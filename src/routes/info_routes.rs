use axum::{
    extract::State,
    http::StatusCode,
    response::{Html, IntoResponse, Response},
    routing::get,
    Json, Router,
};

use serde::Serialize;
use tokio::fs;
use tracing::{debug, error};

use crate::state::app_state::AppState;

#[derive(Serialize)]
pub struct HealthStatus {
    status: String,
    readers: usize,
    signals: usize,
}

pub fn health_routes(state: AppState) -> Router {
    Router::new()
        .route("/", get(index_page))
        .route("/health", get(health_check))
        .route("/info", get(info_check))
        .route("/stop", get(stop_process))
        .with_state(state)
}

async fn index_page() -> Response {
    fs::read_to_string("data/index.html")
        .await
        .map(Html)
        .map(IntoResponse::into_response)
        .unwrap_or_else(|e| {
            error!("Index.html read error: {}", e);
            StatusCode::NOT_FOUND.into_response()
        })
}

pub async fn info_check() -> Response {
    let config = crate::utils::conf_helper::get_cached_config();

    debug!("{} requested", config.name);
    Json(config).into_response()
}

async fn health_check(State(state): State<AppState>) -> Response {
    let readers = state.readers.read().await.len();
    let signals = state.signals.read().await.len();

    Json(HealthStatus {
        status: "ok".to_owned(),
        readers,
        signals,
    })
    .into_response()
}

async fn stop_process() -> impl IntoResponse {
    error!("Stop endpoint called, shutting down process");

    // Give the response and logs a moment to flush.
    tokio::spawn(async {
        tokio::time::sleep(std::time::Duration::from_millis(100)).await;
        std::process::exit(0);
    });

    StatusCode::OK
}
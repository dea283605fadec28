use anyhow::{Context, Result};
use reqwest::Client;
use serde::Serialize;
use std::time::{SystemTime, UNIX_EPOCH};
use tokio::time::{sleep, Duration};
use tracing::{error, info};

use crate::utils::conf_helper;

#[derive(Serialize)]
pub struct HealthPayload {
    pub id: String,
    pub timestamp: f64,
}

pub async fn start_heartbeat() {
    let config = conf_helper::get_cached_config();
    let core_url = conf_helper::get_core_url();

    let heartbeat_url = format!("http://{}/heartbeat", core_url);
    let interval = Duration::from_secs(config.configuration.heartbeat_secs.max(1));
    let client = Client::new();

    info!("Heartbeat worker started for ID: {}", config.id);

    loop {
        let payload = HealthPayload {
            id: config.id.clone(),
            timestamp: SystemTime::now()
                .duration_since(UNIX_EPOCH)
                .map(|d| d.as_secs_f64())
                .unwrap_or_default(),
        };

        match client.post(&heartbeat_url).json(&payload).send().await {
            Ok(resp) if resp.status().is_success() => {
                info!("Heartbeat sent successfully");
            }
            Ok(resp) => error!("Heartbeat server error: {}", resp.status()),
            Err(e) => error!("Heartbeat network error: {}", e),
        }

        sleep(interval).await;
    }
}

pub async fn register() -> Result<()> {
    let config = conf_helper::get_cached_config();
    let core_url = conf_helper::get_core_url();

    let register_url = format!("http://{}/register", core_url);
    info!("Registering to Plotune Core: {}", register_url);

    Client::new()
        .post(&register_url)
        .json(config)
        .send()
        .await
        .context("registration request failed")?
        .error_for_status()
        .context("core rejected registration")?;

    info!("Successfully registered to Plotune Core!");
    Ok(())
}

ABOUT THIS TASK
Write out the records again so that each line matches the original exactly.

WORKED SOLUTION
filename src/routes/info_routes.rs
use axum::{
    extract::State,
    http::StatusCode,
    response::{Html, IntoResponse, Response},
    routing::get,
    Json, Router,
};

use serde::Serialize;
use tokio::fs;
use tracing::{debug, error};

use crate::state::app_state::AppState;

#[derive(Serialize)]
pub struct HealthStatus {
    status: String,
    readers: usize,
    signals: usize,
}

pub fn health_routes(state: AppState) -> Router {
    Router::new()
        .route("/", get(index_page))
        .route("/health", get(health_check))
        .route("/info", get(info_check))
        .route("/stop", get(stop_process))
        .with_state(state)
}

async fn index_page() -> Response {
    fs::read_to_string("data/index.html")
        .await
        .map(Html)
        .map(IntoResponse::into_response)
        .unwrap_or_else(|e| {
            error!("Index.html read error: {}", e);
            StatusCode::NOT_FOUND.into_response()
        })
}

pub async fn info_check() -> Response {
    let config = crate::utils::conf_helper::get_cached_config();

    debug!("{} requested", config.name);
    Json(config).into_response()
}

async fn health_check(State(state): State<AppState>) -> Response {
    let readers = state.readers.read().await.len();
    let signals = state.signals.read().await.len();

    Json(HealthStatus {
        status: "ok".to_owned(),
        readers,
        signals,
    })
    .into_response()
}

async fn stop_process() -> impl IntoResponse {
    error!("Stop endpoint called, shutting down process");

    // Give the response and logs a moment to flush.
    tokio::spawn(async {
        tokio::time::sleep(std::time::Duration::from_millis(100)).await;
        std::process::exit(0);
    });

    StatusCode::OK
}
repository dea283605fadec28
use anyhow::{Context, Result};
use reqwest::Client;
use serde::Serialize;
use std::time::{SystemTime, UNIX_EPOCH};
use tokio::time::{sleep, Duration};
use tracing::{error, info};

use crate::utils::conf_helper;

#[derive(Serialize)]
pub struct HealthPayload {
    pub id: String,
    pub timestamp: f64,
}

pub async fn start_heartbeat() {
    let config = conf_helper::get_cached_config();
    let core_url = conf_helper::get_core_url();

    let heartbeat_url = format!("http://{}/heartbeat", core_url);
    let interval = Duration::from_secs(config.configuration.heartbeat_secs.max(1));
    let client = Client::new();

    info!("Heartbeat worker started for ID: {}", config.id);

    loop {
        let payload = HealthPayload {
            id: config.id.clone(),
            timestamp: SystemTime::now()
                .duration_since(UNIX_EPOCH)
                .map(|d| d.as_secs_f64())
                .unwrap_or_default(),
        };

        match client.post(&heartbeat_url).json(&payload).send().await {
            Ok(resp) if resp.status().is_success() => {
                info!("Heartbeat sent successfully");
            }
            Ok(resp) => error!("Heartbeat server error: {}", resp.status()),
            Err(e) => error!("Heartbeat network error: {}", e),
        }

        sleep(interval).await;
    }
}

pub async fn register() -> Result<()> {
    let config = conf_helper::get_cached_config();
    let core_url = conf_helper::get_core_url();

    let register_url = format!("http://{}/register", core_url);
    info!("Registering to Plotune Core: {}", register_url);

    Client::new()
        .post(&register_url)
        .json(config)
        .send()
        .await
        .context("registration request failed")?
        .error_for_status()
        .context("core rejected registration")?;

    info!("Successfully registered to Plotune Core!");
    Ok(())
}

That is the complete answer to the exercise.